- _Exercise description_
Treat the line containing "lossy (quality 90)" as the last one, and return every line exactly from the first line of the material below up to it.
%%
//! WebP encoding WASM bindings.
//!
//! This module exposes webp-bridge-core encoding to JavaScript. Compressed
//! output is not returned as one array; it is pushed into a JavaScript
//! output stream through a reusable `Uint8Array` staging buffer.
//!
//! # Functions
//!
//! - [`encode_webp`] - Encode RGBA pixels with the default settings
//! - [`encode_webp_with_settings`] - Encode RGBA pixels with a settings object
//!
//! # Example
//!
//! ```typescript
//! import { encode_webp } from '@webp-bridge/wasm';
//!
//! const parts: Uint8Array[] = [];
//! const out = {
//!   write(buf: Uint8Array, off: number, len: number) {
//!     parts.push(buf.slice(off, off + len));
//!   },
//! };
//! const written = encode_webp(rgba, width, height, width * 4, true, false, out);
//! ```

use wasm_bindgen::prelude::*;
use webp_bridge_core::encode::{self, EncodeOptions, PixelBuffer};
use webp_bridge_core::{ChunkedSinkWriter, ConversionMode, Settings};

use crate::stream::{JsOutputStream, JsStaging};

/// Encode RGBA pixel data to WebP and stream it into `output_stream`.
///
/// # Arguments
///
/// * `rgba` - Pixel data as a `Uint8Array` (4 bytes per pixel)
/// * `width` - Image width in pixels
/// * `height` - Image height in pixels
/// * `stride` - Bytes per row (at least `width * 4`)
/// * `opaque` - Ignore the alpha byte (RGBX import)
/// * `lossless` - Lossless (level 2) instead of lossy (quality 90)
/// * `output_stream` - Object with a `write(buffer, offset, length)` method
///
/// # Returns
///
/// The number of bytes written to the stream.
///
/// # Errors
///
/// Returns an error if the dimensions, stride or pixel length are invalid,
/// if the stream has no `write` method, if the stream throws, or if libwebp
/// fails. Chunks written before a failure are not retracted.
#[wasm_bindgen]
pub fn encode_webp(
    rgba: &[u8],
    width: u32,
    height: u32,
    stride: u32,
    opaque: bool,
    lossless: bool,
    output_stream: JsValue,
) -> Result<usize, JsValue> {
    let settings = Settings::new(mode_for(lossless));
    stream_encode(rgba, width, height, stride, opaque, &settings, output_stream)
}

/// Encode RGBA pixel data to WebP using a settings object.
///
/// `settings` is a plain object with any of `mode` (`"lossless_webp"` or
/// `"lossy_webp"`), `staging_capacity`, `lossy_quality` and
/// `lossless_level`. Missing fields take their defaults.
///
/// # Example
///
/// ```typescript
/// encode_webp_with_settings(rgba, w, h, w * 4, false,
///   { mode: 'lossy_webp', lossy_quality: 75, staging_capacity: 8192 }, out);
/// ```
#[wasm_bindgen]
pub fn encode_webp_with_settings(
    rgba: &[u8],
    width: u32,
    height: u32,
    stride: u32,
    opaque: bool,
    settings: JsValue,
    output_stream: JsValue,
) -> Result<usize, JsValue> {
    let settings: Settings = serde_wasm_bindgen::from_value(settings)?;
    stream_encode(rgba, width, height, stride, opaque, &settings, output_stream)
}

fn stream_encode(
    rgba: &[u8],
    width: u32,
    height: u32,
    stride: u32,
    opaque: bool,
    settings: &Settings,
    output_stream: JsValue,
) -> Result<usize, JsValue> {
    // Validation bounds the staging capacity before the Uint8Array is allocated
    let options = options_for(settings, opaque).map_err(|e| crate::report(&e))?;
    let image = PixelBuffer::new(rgba, width, height, stride as usize).map_err(|e| crate::report(&e))?;
    let sink = JsOutputStream::from_js(output_stream)?;

    let mut writer = ChunkedSinkWriter::new(JsStaging::with_capacity(settings.staging_capacity), sink);
    encode::encode_webp_with(&image, &options, &mut writer)
        .map(|written| written.bytes)
        .map_err(|e| crate::report(&e))
}

fn mode_for(lossless: bool) -> ConversionMode {
    if lossless {
        ConversionMode::LosslessWebp
    } else {
        ConversionMode::LossyWebp
    }
}

/// Validate settings and derive encoder options.
fn options_for(settings: &Settings, opaque: bool) -> Result<EncodeOptions, String> {
    settings.validate().map_err(|e| e.to_string())?;
    settings
        .encode_options(opaque)
        .ok_or_else(|| "Conversion is disabled in settings".to_string())
}

/// Tests for encode bindings.
///
/// Note: The exported functions take `JsValue` streams, which only work on
/// wasm32 targets. For comprehensive encode testing, see the tests in
/// `webp_bridge_core::encode`.
#[cfg(test)]
mod tests {
    use super::*;
    use webp_bridge_core::PixelLayout;

    #[test]
    fn test_mode_for() {
        assert_eq!(mode_for(true), ConversionMode::LosslessWebp);
        assert_eq!(mode_for(false), ConversionMode::LossyWebp);
    }

    #[test]
    fn test_options_for_default_settings() {
        let mut settings = Settings::default();
        settings.mode = ConversionMode::LossyWebp;

        let options = options_for(&settings, true).unwrap();
        assert!(!options.lossless);
        assert_eq!(options.quality, 90.0);
        assert_eq!(options.layout, PixelLayout::Rgbx);
    }

    #[test]
    fn test_options_for_disabled_settings() {
        let err = options_for(&Settings::default(), false).unwrap_err();
        assert!(err.contains("disabled"));
    }

    #[test]
    fn test_options_for_invalid_settings() {
        let mut settings = Settings::new(ConversionMode::LosslessWebp);
        settings.lossless_level = 12;
        assert!(options_for(&settings, false).is_err());
    }

    #[test]
    fn test_options_for_oversized_staging_capacity() {
        let mut settings = Settings::new(ConversionMode::LossyWebp);
        settings.staging_capacity = usize::MAX / 2;

        let err = options_for(&settings, false).unwrap_err();
        assert!(err.contains("staging capacity"));

        settings.staging_capacity = webp_bridge_core::MAX_STAGING_CAPACITY;
        assert!(options_for(&settings, false).is_ok());
    }
}

/// WASM-specific tests that require JsValue.
///
/// These tests use functions that take or return `JsValue` and can only
/// run on wasm32 targets. Use `wasm-pack test` to run these.
#[cfg(all(test, target_arch = "wasm32"))]
mod wasm_tests {
    use super::*;
    use js_sys::{Array, Function, Object, Reflect, Uint8Array};
    use wasm_bindgen::JsCast;
    use wasm_bindgen_test::*;

    wasm_bindgen_test_configure!(run_in_browser);

    fn collecting_stream() -> (JsValue, Array) {
        let chunks = Array::new();
        let write = Function::new_with_args(
            "buf, off, len",
            "this.chunks.push(buf.slice(off, off + len));",
        );
        let target = Object::new();
        Reflect::set(&target, &"chunks".into(), &chunks).unwrap();
        Reflect::set(&target, &"write".into(), &write).unwrap();
        (target.into(), chunks)
    }

    fn collected(chunks: &Array) -> Vec<u8> {
        chunks
            .iter()
            .flat_map(|c| c.unchecked_into::<Uint8Array>().to_vec())
            .collect()
    }

    #[wasm_bindgen_test]
    fn test_encode_webp_basic() {
        let pixels = vec![128u8; 50 * 50 * 4];
        let (out, chunks) = collecting_stream();

        let written = encode_webp(&pixels, 50, 50, 200, true, false, out).unwrap();

        let bytes = collected(&chunks);
        assert_eq!(bytes.len(), written);
        assert_eq!(&bytes[0..4], b"RIFF");
        assert_eq!(&bytes[8..12], b"WEBP");
    }

    #[wasm_bindgen_test]
    fn test_encode_webp_chunk_sizes() {
        let pixels: Vec<u8> = (0..200 * 200 * 4).map(|i| (i * 37 % 256) as u8).collect();
        let (out, chunks) = collecting_stream();

        encode_webp(&pixels, 200, 200, 800, false, true, out).unwrap();

        assert!(chunks
            .iter()
            .all(|c| c.unchecked_into::<Uint8Array>().length() <= 4096));
    }

    #[wasm_bindgen_test]
    fn test_encode_webp_invalid_dimensions() {
        let (out, _) = collecting_stream();
        assert!(encode_webp(&[0u8; 16], 0, 2, 8, false, false, out).is_err());
    }

    #[wasm_bindgen_test]
    fn test_encode_webp_with_settings_object() {
        let pixels = vec![200u8; 20 * 20 * 4];
        let settings = Object::new();
        Reflect::set(&settings, &"mode".into(), &"lossless_webp".into()).unwrap();
        Reflect::set(&settings, &"staging_capacity".into(), &JsValue::from(16)).unwrap();
        let (out, chunks) = collecting_stream();

        encode_webp_with_settings(&pixels, 20, 20, 80, false, settings.into(), out).unwrap();

        assert!(chunks
            .iter()
            .all(|c| c.unchecked_into::<Uint8Array>().length() <= 16));
    }
}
%%
- _Reply_
//! WebP encoding WASM bindings.
//!
//! This module exposes webp-bridge-core encoding to JavaScript. Compressed
//! output is not returned as one array; it is pushed into a JavaScript
//! output stream through a reusable `Uint8Array` staging buffer.
//!
//! # Functions
//!
//! - [`encode_webp`] - Encode RGBA pixels with the default settings
//! - [`encode_webp_with_settings`] - Encode RGBA pixels with a settings object
//!
//! # Example
//!
//! ```typescript
//! import { encode_webp } from '@webp-bridge/wasm';
//!
//! const parts: Uint8Array[] = [];
//! const out = {
//!   write(buf: Uint8Array, off: number, len: number) {
//!     parts.push(buf.slice(off, off + len));
//!   },
//! };
//! const written = encode_webp(rgba, width, height, width * 4, true, false, out);
//! ```

use wasm_bindgen::prelude::*;
use webp_bridge_core::encode::{self, EncodeOptions, PixelBuffer};
use webp_bridge_core::{ChunkedSinkWriter, ConversionMode, Settings};

use crate::stream::{JsOutputStream, JsStaging};

/// Encode RGBA pixel data to WebP and stream it into `output_stream`.
///
/// # Arguments
///
/// * `rgba` - Pixel data as a `Uint8Array` (4 bytes per pixel)
/// * `width` - Image width in pixels
/// * `height` - Image height in pixels
/// * `stride` - Bytes per row (at least `width * 4`)
/// * `opaque` - Ignore the alpha byte (RGBX import)
/// * `lossless` - Lossless (level 2) instead of lossy (quality 90)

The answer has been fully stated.